Wireless and Wireline carriers expressed concerns with the Universal Service Administrative Company (“USAC”), principally for making unilateral (i) changes to the revenue reporting forms—FCC Forms 499-A and 499-Q without opportunity for public comment, and (ii) service/revenue classification decisions at odds with underlying FCC policies.  This frustration extended to the FCC’s Wireline Competition Bureau for declining to provide guidance, formal or otherwise, on service/revenue classification questions and allowing appeals of USAC contribution decisions to languish for years.  The carriers proposed reforms to address these concerns. The FCC proposal that the contribution factor be adjusted annually was well-received.

As noted by Sprint, the proceeding presents two basic questions (1) how to expand the base of assessable revenues, and (2) how should the current end-user revenue approach be reformed, strongly advocating transitioning to a different approach, preferably connections.  The complexity and challenges of end-user revenues were discussed at length by several parties, including AT&T.

Points of Interest for Enterprise Customers

Revenues-Based Approach Reforms—Proposals to Expand the Base.   The questions of whether and, if so, how to assess high speed Internet access service elicited more comments than any other issue. Almost all parties opposed assessing revenues attributed to the entire cost of this information service, but the proposal to assess the “telecommunications component” of high speed Internet access service and other information services was widely supported by, among others, AT&T, Sprint and rural Wireline carrier associations.  Verizon and the National Cable Television Association were notable dissenters.  Most parties opposed assessing texting revenues.

Consistent with a proposal filed in March of this year, the major Wireline carriers supported the proposal to assess MPLS revenues based on revenue proxies for MPLS access transmission components.  MPLS providers would (1) identify the speed of each access transmission component of their “ MPLS-enabled services” on a customer-by-customer basis; (2) utilize the appropriate MPLS Assessable Revenues Component  (“MARC”)  proxy based on the speed of each access transmission component to determine their USF contribution base; and (3) apply the current USF factor to this contribution base.

IBM filed in support of retaining the so-called systems integrator exemption, noting that it contributes to USF (indirectly) when it purchases telecommunications services that it bundles with its data processing and support services. Among others, BT Americas called upon the FCC to discontinue this exemption.

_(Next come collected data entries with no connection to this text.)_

#[cfg(test)]
mod tests {
    use super::*;

    fn memory_store() -> SqliteStore {
        SqliteStore::provision(&StoreUri::Memory, KeyMethod::None, None, Some("main"), false).unwrap()
    }

    fn tags(json: &str) -> Tags {
        Tags::parse(Some(json)).unwrap()
    }

    fn records(category: &str) -> Selection<'_> {
        Selection {
            kind: KIND_RECORD,
            category,
            filter: None,
        }
    }

    #[test]
    fn test_insert_and_fetch() {
        let store = memory_store();
        let profile = store.profile(None).unwrap();
        store
            .insert(&profile, KIND_RECORD, "cat", "one", b"v1", &tags(r#"{"a":"1"}"#), -1)
            .unwrap();

        let entry = store.fetch(&profile, KIND_RECORD, "cat", "one").unwrap().unwrap();
        assert_eq!(entry.value.as_ref(), b"v1");
        assert_eq!(entry.tags, tags(r#"{"a":"1"}"#));
        assert!(store.fetch(&profile, KIND_RECORD, "cat", "two").unwrap().is_none());
        assert!(store.fetch(&profile, KIND_KEY, "cat", "one").unwrap().is_none());
    }

    #[test]
    fn test_duplicate_and_missing() {
        let store = memory_store();
        let profile = store.profile(None).unwrap();
        let empty = Tags::default();
        store.insert(&profile, KIND_RECORD, "c", "n", b"v", &empty, -1).unwrap();

        assert!(matches!(
            store.insert(&profile, KIND_RECORD, "c", "n", b"v", &empty, -1),
            Err(EngineError::Duplicate(_))
        ));
        assert!(matches!(
            store.replace(&profile, KIND_RECORD, "c", "missing", b"v", &empty, -1),
            Err(EngineError::NotFound(_))
        ));
        assert!(matches!(
            store.delete(&profile, KIND_RECORD, "c", "missing"),
            Err(EngineError::NotFound(_))
        ));
    }

    #[test]
    fn test_expired_items_are_invisible() {
        let store = memory_store();
        let profile = store.profile(None).unwrap();
        let empty = Tags::default();
        store.insert(&profile, KIND_RECORD, "c", "n", b"old", &empty, 0).unwrap();

        assert!(store.fetch(&profile, KIND_RECORD, "c", "n").unwrap().is_none());
        assert_eq!(store.count(&profile, records("c")).unwrap(), 0);
        store.insert(&profile, KIND_RECORD, "c", "n", b"new", &empty, -1).unwrap();
        assert_eq!(store.count(&profile, records("c")).unwrap(), 1);
    }

    #[test]
    fn test_paging_with_filter_and_offset() {
        let store = memory_store();
        let profile = store.profile(None).unwrap();
        for i in 0..150 {
            let t = tags(&format!(r#"{{"even":"{}"}}"#, i % 2 == 0));
            store
                .insert(&profile, KIND_RECORD, "c", &format!("n{}", i), b"v", &t, -1)
                .unwrap();
        }

        let filter = TagFilter::parse(Some(r#"{"even":"true"}"#)).unwrap().unwrap();
        let sel = Selection {
            kind: KIND_RECORD,
            category: "c",
            filter: Some(&filter),
        };
        assert_eq!(store.count(&profile, sel).unwrap(), 75);

        let mut cursor = Cursor::with_offset(5);
        let mut seen = Vec::new();
        loop {
            let page = store.read_page(&profile, sel, &mut cursor, 32).unwrap();
            if page.is_empty() {
                break;
            }
            assert!(page.len() <= 32);
            seen.extend(page.into_iter().map(|e| e.name));
        }
        assert_eq!(seen.len(), 70);
        assert_eq!(seen[0], "n10");
        assert!(cursor.is_exhausted());
    }

    #[test]
    fn test_fetch_all_limit_and_delete_all() {
        let store = memory_store();
        let profile = store.profile(None).unwrap();
        for i in 0..5 {
            store
                .insert(&profile, KIND_RECORD, "c", &format!("n{}", i), b"v", &Tags::default(), -1)
                .unwrap();
        }
        assert_eq!(store.fetch_all(&profile, records("c"), 2).unwrap().len(), 2);
        assert_eq!(store.fetch_all(&profile, records("c"), -1).unwrap().len(), 5);
        assert_eq!(store.delete_all(&profile, records("c")).unwrap(), 5);
        assert_eq!(store.count(&profile, records("c")).unwrap(), 0);
    }

    #[test]
    fn test_profiles() {
        let store = memory_store();
        assert_eq!(store.default_profile(), "main");

        let created = store.create_profile(None).unwrap();
        assert_eq!(created.len(), 32);
        assert!(matches!(
            store.create_profile(Some(&created)),
            Err(EngineError::Duplicate(_))
        ));

        let other = store.profile(Some(&created)).unwrap();
        store
            .insert(&other, KIND_RECORD, "c", "n", b"v", &Tags::default(), -1)
            .unwrap();
        let main = store.profile(None).unwrap();
        assert!(store.fetch(&main, KIND_RECORD, "c", "n").unwrap().is_none());

        assert!(store.remove_profile(&created).unwrap());
        assert!(!store.remove_profile(&created).unwrap());
        assert!(matches!(
            store.remove_profile("main"),
            Err(EngineError::Input(_))
        ));
        assert!(matches!(
            store.profile(Some(&created)),
            Err(EngineError::NotFound(_))
        ));
    }

    #[test]
    fn test_transaction_rollback() {
        let store = memory_store();
        let profile = store.profile(None).unwrap();
        store.begin().unwrap();
        assert!(matches!(store.begin(), Err(EngineError::Busy(_))));
        store
            .insert(&profile, KIND_RECORD, "c", "n", b"v", &Tags::default(), -1)
            .unwrap();
        store.finish(false).unwrap();

        assert!(store.fetch(&profile, KIND_RECORD, "c", "n").unwrap().is_none());
        store.begin().unwrap();
        store.finish(true).unwrap();
    }

    #[test]
    fn test_file_store_reopen_and_rekey() {
        let dir = tempfile::tempdir().unwrap();
        let uri = StoreUri::File(dir.path().join("store.db"));
        let raw = crypto::generate_raw_key(None);

        let store = SqliteStore::provision(&uri, KeyMethod::Raw, Some(&raw), None, false).unwrap();
        let profile = store.profile(None).unwrap();
        store
            .insert(&profile, KIND_RECORD, "c", "n", b"secret", &Tags::default(), -1)
            .unwrap();
        store.rekey(KeyMethod::Argon2i, Some("new pass")).unwrap();
        drop(profile);
        drop(store);

        assert!(matches!(
            SqliteStore::provision(&uri, KeyMethod::None, None, None, false),
            Err(EngineError::Duplicate(_))
        ));
        assert!(matches!(
            SqliteStore::open(&uri, Some(KeyMethod::Raw), Some(&raw), None),
            Err(EngineError::Encryption(_))
        ));
        assert!(matches!(
            SqliteStore::open(&uri, Some(KeyMethod::Argon2i), Some("wrong"), None),
            Err(EngineError::Encryption(_))
        ));

        let store = SqliteStore::open(&uri, Some(KeyMethod::Argon2i), Some("new pass"), None).unwrap();
        let profile = store.profile(None).unwrap();
        let entry = store.fetch(&profile, KIND_RECORD, "c", "n").unwrap().unwrap();
        assert_eq!(entry.value.as_ref(), b"secret");
        drop(store);

        assert!(SqliteStore::remove_backing(&uri).unwrap());
        assert!(!SqliteStore::remove_backing(&uri).unwrap());
        assert!(matches!(
            SqliteStore::open(&uri, None, None, None),
            Err(EngineError::NotFound(_))
        ));
    }

    #[test]
    fn test_memory_store_cannot_reopen() {
        assert!(matches!(
            SqliteStore::open(&StoreUri::Memory, None, None, None),
            Err(EngineError::NotFound(_))
        ));
        assert!(SqliteStore::remove_backing(&StoreUri::Memory).unwrap());
    }
}
//! Error types for the correlation bridge.

use std::time::Duration;

use lockbox_core::CallbackId;
use thiserror::Error;

/// Failures of the correlation machinery itself, as opposed to failures
/// reported by the engine.
#[derive(Debug, Clone, PartialEq, Eq, Error)]
pub enum BridgeError {
    /// No completion arrived within the configured timeout. The token has
    /// been abandoned.
    #[error("no completion for token {token} within {after:?}")]
    TimedOut { token: CallbackId, after: Duration },

    /// The waiter's entry was discarded without ever being resolved.
    #[error("completion for token {0} was dropped without a result")]
    Dropped(CallbackId),

    /// The completion carried a payload of the wrong family.
    #[error("completion for token {token} carried a {found} payload, expected {expected}")]
    PayloadMismatch {
        token: CallbackId,
        expected: &'static str,
        found: &'static str,
    },

    /// A completion arrived for a token that is not pending: never issued,
    /// already resolved, or abandoned.
    #[error("no waiter registered for token {0}")]
    UnknownToken(CallbackId),
}

/// Result type for bridge operations.
pub type Result<T> = std::result::Result<T, BridgeError>;
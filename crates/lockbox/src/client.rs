//! The client: an engine, a callback registry and the completion callback
//! that connects them.

use std::sync::Arc;
use std::time::Duration;

use lockbox_bridge::CallbackRegistry;
use lockbox_core::{
    CallbackId, CompletionFn, Engine, ErrorReport, FromPayload, LogSink, Payload, StatusCode,
    SyncResult,
};
use lockbox_engine::EmbeddedEngine;
use tracing::{debug, trace, warn};

use crate::error::{Error, Result};

/// Configuration for a [`Client`].
#[derive(Debug, Clone, Default)]
pub struct ClientConfig {
    /// Give up on a completion after this long. `None` waits forever.
    pub call_timeout: Option<Duration>,
    /// Engine log level to apply at construction.
    pub max_log_level: Option<i32>,
    /// Forward engine log records into `tracing`.
    pub default_logger: bool,
}

impl ClientConfig {
    pub fn with_call_timeout(mut self, after: Duration) -> Self {
        self.call_timeout = Some(after);
        self
    }

    pub fn with_max_log_level(mut self, level: i32) -> Self {
        self.max_log_level = Some(level);
        self
    }

    pub fn with_default_logger(mut self, enabled: bool) -> Self {
        self.default_logger = enabled;
        self
    }
}

struct Inner {
    engine: Arc<dyn Engine>,
    registry: CallbackRegistry<Error>,
    completion: CompletionFn,
    config: ClientConfig,
}

/// Entry point to an engine.
///
/// Cheap to clone; every [`Store`](crate::Store), [`Session`](crate::Session)
/// and result list keeps a clone.
#[derive(Clone)]
pub struct Client {
    inner: Arc<Inner>,
}

impl std::fmt::Debug for Client {
    fn fmt(&self, f: &mut std::fmt::Formatter<'_>) -> std::fmt::Result {
        f.debug_struct("Client")
            .field("registry", &self.inner.registry)
            .field("config", &self.inner.config)
            .finish_non_exhaustive()
    }
}

impl Client {
    /// Create a client over `engine` with its own callback registry.
    pub fn new(engine: Arc<dyn Engine>, config: ClientConfig) -> Result<Self> {
        Self::with_registry(engine, CallbackRegistry::new(), config)
    }

    /// Create a client over the embedded SQLite engine.
    pub fn embedded(config: ClientConfig) -> Result<Self> {
        Self::new(Arc::new(EmbeddedEngine::new()), config)
    }

    /// Create a client that shares `registry` with other clients.
    pub fn with_registry(
        engine: Arc<dyn Engine>,
        registry: CallbackRegistry<Error>,
        config: ClientConfig,
    ) -> Result<Self> {
        let completion = completion_fn(Arc::clone(&engine), registry.clone());
        let client = Self {
            inner: Arc::new(Inner {
                engine,
                registry,
                completion,
                config,
            }),
        };

        let config = &client.inner.config;
        if config.default_logger {
            client.set_default_logger()?;
        }
        if let Some(level) = config.max_log_level {
            client.set_max_log_level(level)?;
        }
        Ok(client)
    }

    pub fn engine(&self) -> &Arc<dyn Engine> {
        &self.inner.engine
    }

    pub fn registry(&self) -> &CallbackRegistry<Error> {
        &self.inner.registry
    }

    pub fn config(&self) -> &ClientConfig {
        &self.inner.config
    }

    // ─────────────────────────────────────────────────────────────────────────
    // Housekeeping
    // ─────────────────────────────────────────────────────────────────────────

    /// The engine's version string.
    pub fn version(&self) -> String {
        self.inner.engine.version()
    }

    /// Release every engine-owned object. Client-side handles are left as
    /// they are; using them afterwards yields engine `Input` errors.
    pub fn terminate(&self) {
        debug!("terminating engine");
        self.inner.engine.terminate();
    }

    /// The engine's last error on the calling thread.
    pub fn current_error(&self) -> Result<ErrorReport> {
        ErrorReport::parse(&self.inner.engine.current_error()).map_err(|_| Error::UnknownErrorCode)
    }

    /// Remove the store at `uri` without opening it.
    pub async fn remove_store(&self, uri: &str) -> Result<bool> {
        self.call("store_remove", |engine, cb, id| engine.store_remove(uri, cb, id))
            .await
    }

    // ─────────────────────────────────────────────────────────────────────────
    // Logging
    // ─────────────────────────────────────────────────────────────────────────

    pub fn set_custom_logger(&self, sink: Arc<dyn LogSink>, max_level: i32) -> Result<()> {
        self.check(self.inner.engine.set_custom_logger(sink, max_level))
    }

    pub fn clear_custom_logger(&self) {
        self.inner.engine.clear_custom_logger();
    }

    /// Forward engine log records into `tracing`.
    pub fn set_default_logger(&self) -> Result<()> {
        self.check(self.inner.engine.set_default_logger())
    }

    /// Set the engine's maximum log level; `-1` leaves it unchanged.
    pub fn set_max_log_level(&self, max_level: i32) -> Result<()> {
        self.check(self.inner.engine.set_max_log_level(max_level))
    }

    // ─────────────────────────────────────────────────────────────────────────
    // Engine calls
    // ─────────────────────────────────────────────────────────────────────────

    /// Issue one asynchronous engine call and await its completion.
    ///
    /// The waiter is registered before `issue` runs. When the engine rejects
    /// the call synchronously the waiter is abandoned and the engine's
    /// current error is returned instead.
    pub(crate) async fn call<T, F>(&self, op: &'static str, issue: F) -> Result<T>
    where
        T: FromPayload,
        F: FnOnce(&dyn Engine, CompletionFn, CallbackId) -> StatusCode,
    {
        let (token, waiter) = self.inner.registry.register::<T>();
        trace!(op, token, "issuing engine call");

        let status = issue(
            self.inner.engine.as_ref(),
            Arc::clone(&self.inner.completion),
            token,
        );
        if !status.is_success() {
            let err = Error::from_engine(self.inner.engine.as_ref(), status);
            waiter.abandon();
            debug!(op, token, error = %err, "engine rejected call");
            return Err(err);
        }

        let outcome = match self.inner.config.call_timeout {
            Some(after) => waiter.wait_timeout(after).await,
            None => waiter.wait().await,
        };
        if let Err(err) = &outcome {
            debug!(op, token, error = %err, "engine call failed");
        }
        outcome
    }

    /// Convert the status of a synchronous engine call.
    pub(crate) fn check(&self, status: StatusCode) -> Result<()> {
        if status.is_success() {
            Ok(())
        } else {
            Err(Error::from_engine(self.inner.engine.as_ref(), status))
        }
    }

    /// Convert the outcome of a synchronous engine accessor.
    pub(crate) fn read<T>(&self, result: SyncResult<T>) -> Result<T> {
        result.map_err(|status| Error::from_engine(self.inner.engine.as_ref(), status))
    }
}

/// The single completion callback handed to every engine call.
///
/// A failed status is turned into an error here, on the completing thread,
/// since that is the thread whose last error describes it.
fn completion_fn(engine: Arc<dyn Engine>, registry: CallbackRegistry<Error>) -> CompletionFn {
    Arc::new(move |token: CallbackId, status: StatusCode, payload: Payload| {
        let outcome = if status.is_success() {
            Ok(payload)
        } else {
            Err(Error::from_engine(engine.as_ref(), status))
        };
        if let Err(err) = registry.resolve(token, outcome) {
            warn!(token, %status, error = %err, "dropping completion");
        }
    })
}
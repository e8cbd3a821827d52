//! Engine log forwarding.

use std::sync::{Arc, Mutex};

use lockbox::{log_level, Client, ClientConfig, ErrorKind, KeyMethod, LogRecord, LogSink, Store};
use lockbox_testkit::MEMORY_URI;

#[derive(Default)]
struct Collected(Mutex<Vec<(i32, String)>>);

impl Collected {
    fn messages(&self) -> Vec<(i32, String)> {
        self.0.lock().unwrap().clone()
    }
}

impl LogSink for Collected {
    fn log(&self, record: &LogRecord<'_>) {
        self.0
            .lock()
            .unwrap()
            .push((record.level, record.message.to_owned()));
    }
}

#[tokio::test]
async fn test_custom_logger_receives_engine_records() {
    let client = Client::embedded(ClientConfig::default()).unwrap();
    let sink = Arc::new(Collected::default());
    client
        .set_custom_logger(sink.clone(), log_level::INFO)
        .unwrap();

    let store = Store::provision(&client, MEMORY_URI, KeyMethod::None, None, None, false)
        .await
        .unwrap();
    let seen = sink.messages();
    assert!(seen
        .iter()
        .any(|(level, message)| *level == log_level::INFO && message.contains("Provisioned store")));
    assert!(seen.iter().all(|(level, _)| *level <= log_level::INFO));

    client.set_max_log_level(log_level::OFF).unwrap();
    store.close(false).await.unwrap();
    assert_eq!(sink.messages().len(), seen.len());

    client.clear_custom_logger();
    client.set_max_log_level(log_level::TRACE).unwrap();
    let store = Store::provision(&client, MEMORY_URI, KeyMethod::None, None, None, false)
        .await
        .unwrap();
    store.close(false).await.unwrap();
    assert_eq!(sink.messages().len(), seen.len());
}

#[tokio::test]
async fn test_log_level_out_of_range() {
    let client = Client::embedded(ClientConfig::default()).unwrap();
    let err = client.set_max_log_level(9).unwrap_err();
    assert_eq!(err.kind(), ErrorKind::Input);
    client.set_max_log_level(log_level::UNCHANGED).unwrap();
}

The proposal to assess USF on all aspects of services bundles comprised of telecommunications services, information services, related offerings, such as data center/collocation and managed services, and CPE elicited largely negative responses.

Transition from End User Revenues Strongly Supported. The larger Wireline and Wireless carriers supported moving to either numbers or connections.  Among others, Comcast supported this transition. The Ad Hoc Telecommunications Users Committee offered the most extensive support for a numbers-based approach, noting that a monthly charge of $1.00 per number would be sufficient to fund USF at current levels for the foreseeable future.  On the other hand, prepaid wireless providers and users of Wireless service for telematics/M2M applications did not share the enthusiasm for change in general or to transitioning to numbers generally.

Moving  Forward. The threshold consideration is the FCC’s timeline for developing a decision on these complex issues.  Interestingly, the FCC denied a request to extend the deadline for filing Reply Comments, suggesting that the FCC staff wants to move the proceeding along.